Search the entries for the word "ExtensionError". Copy each line in which it is found.
* * *
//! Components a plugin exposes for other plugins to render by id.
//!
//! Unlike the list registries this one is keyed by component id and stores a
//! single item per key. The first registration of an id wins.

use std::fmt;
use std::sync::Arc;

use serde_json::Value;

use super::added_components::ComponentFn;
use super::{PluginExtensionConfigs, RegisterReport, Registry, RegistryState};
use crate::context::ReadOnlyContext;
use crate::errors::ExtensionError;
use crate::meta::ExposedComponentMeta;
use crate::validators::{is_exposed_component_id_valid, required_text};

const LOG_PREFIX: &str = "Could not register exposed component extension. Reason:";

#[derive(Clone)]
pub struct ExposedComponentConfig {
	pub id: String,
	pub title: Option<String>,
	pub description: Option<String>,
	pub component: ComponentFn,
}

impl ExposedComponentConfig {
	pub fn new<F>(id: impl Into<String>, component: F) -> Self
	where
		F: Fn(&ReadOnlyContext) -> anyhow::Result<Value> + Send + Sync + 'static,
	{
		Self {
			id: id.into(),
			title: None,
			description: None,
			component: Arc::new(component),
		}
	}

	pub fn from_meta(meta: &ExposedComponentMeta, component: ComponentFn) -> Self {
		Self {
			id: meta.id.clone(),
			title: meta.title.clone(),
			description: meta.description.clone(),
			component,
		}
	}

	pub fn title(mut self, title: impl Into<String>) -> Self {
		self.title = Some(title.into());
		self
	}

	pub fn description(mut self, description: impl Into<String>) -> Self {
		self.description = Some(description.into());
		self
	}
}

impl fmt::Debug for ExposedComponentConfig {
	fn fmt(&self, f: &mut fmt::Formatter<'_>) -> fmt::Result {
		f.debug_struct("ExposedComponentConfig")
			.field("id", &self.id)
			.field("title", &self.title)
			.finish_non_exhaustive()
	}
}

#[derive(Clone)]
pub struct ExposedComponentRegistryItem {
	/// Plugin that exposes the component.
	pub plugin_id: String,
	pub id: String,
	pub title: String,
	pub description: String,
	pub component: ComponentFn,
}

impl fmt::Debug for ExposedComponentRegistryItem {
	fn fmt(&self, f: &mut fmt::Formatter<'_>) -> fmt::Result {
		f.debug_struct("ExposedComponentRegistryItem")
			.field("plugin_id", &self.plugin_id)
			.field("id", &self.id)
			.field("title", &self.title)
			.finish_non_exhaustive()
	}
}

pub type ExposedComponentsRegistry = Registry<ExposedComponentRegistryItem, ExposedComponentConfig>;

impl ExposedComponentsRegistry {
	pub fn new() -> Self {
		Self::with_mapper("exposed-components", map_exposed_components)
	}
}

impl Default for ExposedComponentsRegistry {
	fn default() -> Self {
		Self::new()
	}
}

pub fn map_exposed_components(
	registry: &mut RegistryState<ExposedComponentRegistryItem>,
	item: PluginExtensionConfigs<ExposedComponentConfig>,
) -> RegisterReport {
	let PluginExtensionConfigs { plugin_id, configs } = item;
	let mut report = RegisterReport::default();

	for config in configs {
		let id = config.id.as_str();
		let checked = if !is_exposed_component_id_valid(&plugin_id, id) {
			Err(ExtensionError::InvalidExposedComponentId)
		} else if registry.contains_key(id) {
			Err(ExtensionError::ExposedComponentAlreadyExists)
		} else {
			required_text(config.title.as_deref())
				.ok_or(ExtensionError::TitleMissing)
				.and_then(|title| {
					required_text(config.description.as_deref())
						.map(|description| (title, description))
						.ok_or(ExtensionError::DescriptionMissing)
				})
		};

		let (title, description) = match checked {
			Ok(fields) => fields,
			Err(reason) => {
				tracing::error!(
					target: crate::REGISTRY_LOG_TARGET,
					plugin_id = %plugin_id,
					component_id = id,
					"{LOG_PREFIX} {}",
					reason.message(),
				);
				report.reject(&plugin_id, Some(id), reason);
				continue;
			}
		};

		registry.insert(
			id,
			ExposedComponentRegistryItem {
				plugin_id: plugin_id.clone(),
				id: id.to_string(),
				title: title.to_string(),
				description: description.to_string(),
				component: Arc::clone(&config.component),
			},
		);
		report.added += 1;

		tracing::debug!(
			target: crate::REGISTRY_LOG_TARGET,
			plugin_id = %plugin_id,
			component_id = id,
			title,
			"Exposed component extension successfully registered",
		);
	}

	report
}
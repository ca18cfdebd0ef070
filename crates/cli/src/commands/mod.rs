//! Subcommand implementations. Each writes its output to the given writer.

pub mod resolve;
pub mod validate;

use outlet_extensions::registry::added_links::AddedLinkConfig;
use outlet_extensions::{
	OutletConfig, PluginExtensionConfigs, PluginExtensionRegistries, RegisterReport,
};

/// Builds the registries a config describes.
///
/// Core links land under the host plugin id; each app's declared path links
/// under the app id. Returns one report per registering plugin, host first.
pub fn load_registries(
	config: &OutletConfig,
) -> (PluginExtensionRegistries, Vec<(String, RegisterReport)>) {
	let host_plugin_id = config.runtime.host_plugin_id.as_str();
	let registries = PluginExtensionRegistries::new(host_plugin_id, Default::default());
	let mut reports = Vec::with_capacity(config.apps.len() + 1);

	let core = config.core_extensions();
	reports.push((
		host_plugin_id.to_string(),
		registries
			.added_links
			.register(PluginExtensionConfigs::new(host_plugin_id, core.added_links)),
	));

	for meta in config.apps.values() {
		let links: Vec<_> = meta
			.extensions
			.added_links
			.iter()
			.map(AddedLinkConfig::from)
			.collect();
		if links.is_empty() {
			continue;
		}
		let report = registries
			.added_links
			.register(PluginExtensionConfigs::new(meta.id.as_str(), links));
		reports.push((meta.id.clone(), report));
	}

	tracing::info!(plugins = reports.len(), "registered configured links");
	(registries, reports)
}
* * *
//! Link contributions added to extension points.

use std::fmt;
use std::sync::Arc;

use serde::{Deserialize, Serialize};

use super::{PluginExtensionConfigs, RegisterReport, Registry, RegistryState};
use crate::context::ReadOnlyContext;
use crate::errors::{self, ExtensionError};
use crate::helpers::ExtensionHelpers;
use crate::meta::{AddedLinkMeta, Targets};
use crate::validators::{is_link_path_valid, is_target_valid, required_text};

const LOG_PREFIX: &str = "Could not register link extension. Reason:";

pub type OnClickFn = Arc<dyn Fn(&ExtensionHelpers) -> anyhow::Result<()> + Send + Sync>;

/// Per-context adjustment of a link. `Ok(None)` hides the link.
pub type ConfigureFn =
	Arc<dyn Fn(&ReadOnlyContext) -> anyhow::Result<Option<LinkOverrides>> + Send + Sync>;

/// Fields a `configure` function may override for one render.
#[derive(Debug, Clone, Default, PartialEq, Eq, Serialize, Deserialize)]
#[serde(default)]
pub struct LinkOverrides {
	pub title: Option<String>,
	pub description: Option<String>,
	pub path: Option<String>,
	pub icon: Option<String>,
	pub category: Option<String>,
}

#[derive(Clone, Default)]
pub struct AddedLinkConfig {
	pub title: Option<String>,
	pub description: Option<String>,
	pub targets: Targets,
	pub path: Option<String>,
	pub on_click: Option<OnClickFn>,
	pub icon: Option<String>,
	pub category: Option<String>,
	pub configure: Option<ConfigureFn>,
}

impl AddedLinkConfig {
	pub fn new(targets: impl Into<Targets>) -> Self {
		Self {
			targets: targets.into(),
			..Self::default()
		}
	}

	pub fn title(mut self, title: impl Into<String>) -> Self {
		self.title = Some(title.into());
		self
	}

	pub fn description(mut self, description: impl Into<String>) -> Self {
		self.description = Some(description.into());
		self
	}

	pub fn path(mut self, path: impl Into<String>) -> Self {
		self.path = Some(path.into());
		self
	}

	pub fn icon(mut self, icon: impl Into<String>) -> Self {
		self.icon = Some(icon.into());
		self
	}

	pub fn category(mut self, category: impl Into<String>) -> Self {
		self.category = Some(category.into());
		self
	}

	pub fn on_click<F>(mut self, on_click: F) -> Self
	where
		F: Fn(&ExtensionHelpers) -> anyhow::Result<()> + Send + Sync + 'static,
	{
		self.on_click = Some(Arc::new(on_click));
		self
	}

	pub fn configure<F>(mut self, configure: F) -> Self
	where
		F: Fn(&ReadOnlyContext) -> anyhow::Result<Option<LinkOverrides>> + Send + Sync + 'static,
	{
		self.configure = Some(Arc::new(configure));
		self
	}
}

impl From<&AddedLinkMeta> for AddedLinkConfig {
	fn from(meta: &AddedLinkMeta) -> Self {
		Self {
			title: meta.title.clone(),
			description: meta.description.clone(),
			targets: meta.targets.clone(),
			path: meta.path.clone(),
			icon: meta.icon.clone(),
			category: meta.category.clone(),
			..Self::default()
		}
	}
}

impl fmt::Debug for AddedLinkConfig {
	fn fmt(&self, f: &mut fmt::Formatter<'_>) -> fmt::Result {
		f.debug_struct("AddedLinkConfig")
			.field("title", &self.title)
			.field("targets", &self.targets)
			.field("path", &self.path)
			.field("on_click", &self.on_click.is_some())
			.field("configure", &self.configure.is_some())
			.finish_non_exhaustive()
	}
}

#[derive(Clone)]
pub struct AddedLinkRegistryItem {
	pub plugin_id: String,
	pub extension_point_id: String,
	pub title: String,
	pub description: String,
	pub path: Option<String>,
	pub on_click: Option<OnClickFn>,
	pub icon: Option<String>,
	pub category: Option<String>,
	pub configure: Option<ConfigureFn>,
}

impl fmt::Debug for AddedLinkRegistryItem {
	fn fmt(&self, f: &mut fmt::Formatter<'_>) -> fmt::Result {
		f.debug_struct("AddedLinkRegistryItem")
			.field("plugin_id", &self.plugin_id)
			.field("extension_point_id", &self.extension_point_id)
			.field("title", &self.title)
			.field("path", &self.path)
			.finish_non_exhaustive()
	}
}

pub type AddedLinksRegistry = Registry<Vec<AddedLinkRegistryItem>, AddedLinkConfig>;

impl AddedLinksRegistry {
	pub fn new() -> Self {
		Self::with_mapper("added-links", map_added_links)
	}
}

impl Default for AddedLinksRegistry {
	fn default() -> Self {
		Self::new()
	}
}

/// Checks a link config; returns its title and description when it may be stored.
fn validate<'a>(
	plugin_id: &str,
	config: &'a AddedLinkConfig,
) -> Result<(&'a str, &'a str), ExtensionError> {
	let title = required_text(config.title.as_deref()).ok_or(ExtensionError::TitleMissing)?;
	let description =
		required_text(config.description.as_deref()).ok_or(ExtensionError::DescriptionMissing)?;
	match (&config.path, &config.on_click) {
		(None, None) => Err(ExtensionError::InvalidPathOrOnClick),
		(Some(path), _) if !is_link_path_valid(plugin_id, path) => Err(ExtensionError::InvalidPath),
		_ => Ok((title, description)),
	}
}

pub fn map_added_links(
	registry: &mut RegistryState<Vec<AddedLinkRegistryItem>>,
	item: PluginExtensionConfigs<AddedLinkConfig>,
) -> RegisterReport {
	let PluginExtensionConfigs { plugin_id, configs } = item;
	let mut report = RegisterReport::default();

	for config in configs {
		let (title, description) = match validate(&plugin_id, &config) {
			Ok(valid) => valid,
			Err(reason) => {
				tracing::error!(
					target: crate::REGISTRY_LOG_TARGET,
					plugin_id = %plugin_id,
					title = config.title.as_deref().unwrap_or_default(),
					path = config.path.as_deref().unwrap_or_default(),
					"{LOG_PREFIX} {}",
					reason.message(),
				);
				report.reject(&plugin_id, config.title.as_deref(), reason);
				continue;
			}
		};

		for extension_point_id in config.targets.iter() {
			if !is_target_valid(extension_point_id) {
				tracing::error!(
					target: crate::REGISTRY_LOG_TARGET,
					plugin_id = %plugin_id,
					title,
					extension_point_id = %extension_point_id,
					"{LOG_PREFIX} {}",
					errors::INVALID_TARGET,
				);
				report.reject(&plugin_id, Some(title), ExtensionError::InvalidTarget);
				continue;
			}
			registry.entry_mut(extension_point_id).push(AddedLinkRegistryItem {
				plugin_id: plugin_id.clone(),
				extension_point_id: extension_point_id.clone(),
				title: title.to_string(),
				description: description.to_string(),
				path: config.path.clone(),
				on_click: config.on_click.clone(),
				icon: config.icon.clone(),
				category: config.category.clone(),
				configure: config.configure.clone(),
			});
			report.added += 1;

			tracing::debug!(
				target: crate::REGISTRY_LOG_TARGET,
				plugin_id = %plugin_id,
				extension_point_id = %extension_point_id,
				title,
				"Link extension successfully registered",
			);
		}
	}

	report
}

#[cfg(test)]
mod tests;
* * *
> **WRITTEN ANSWER**
use crate::errors::ExtensionError;
			Err(ExtensionError::InvalidExposedComponentId)
			Err(ExtensionError::ExposedComponentAlreadyExists)
				.ok_or(ExtensionError::TitleMissing)
						.ok_or(ExtensionError::DescriptionMissing)
use crate::errors::{self, ExtensionError};
) -> Result<(&'a str, &'a str), ExtensionError> {
	let title = required_text(config.title.as_deref()).ok_or(ExtensionError::TitleMissing)?;
		required_text(config.description.as_deref()).ok_or(ExtensionError::DescriptionMissing)?;
		(None, None) => Err(ExtensionError::InvalidPathOrOnClick),
		(Some(path), _) if !is_link_path_valid(plugin_id, path) => Err(ExtensionError::InvalidPath),
				report.reject(&plugin_id, Some(title), ExtensionError::InvalidTarget);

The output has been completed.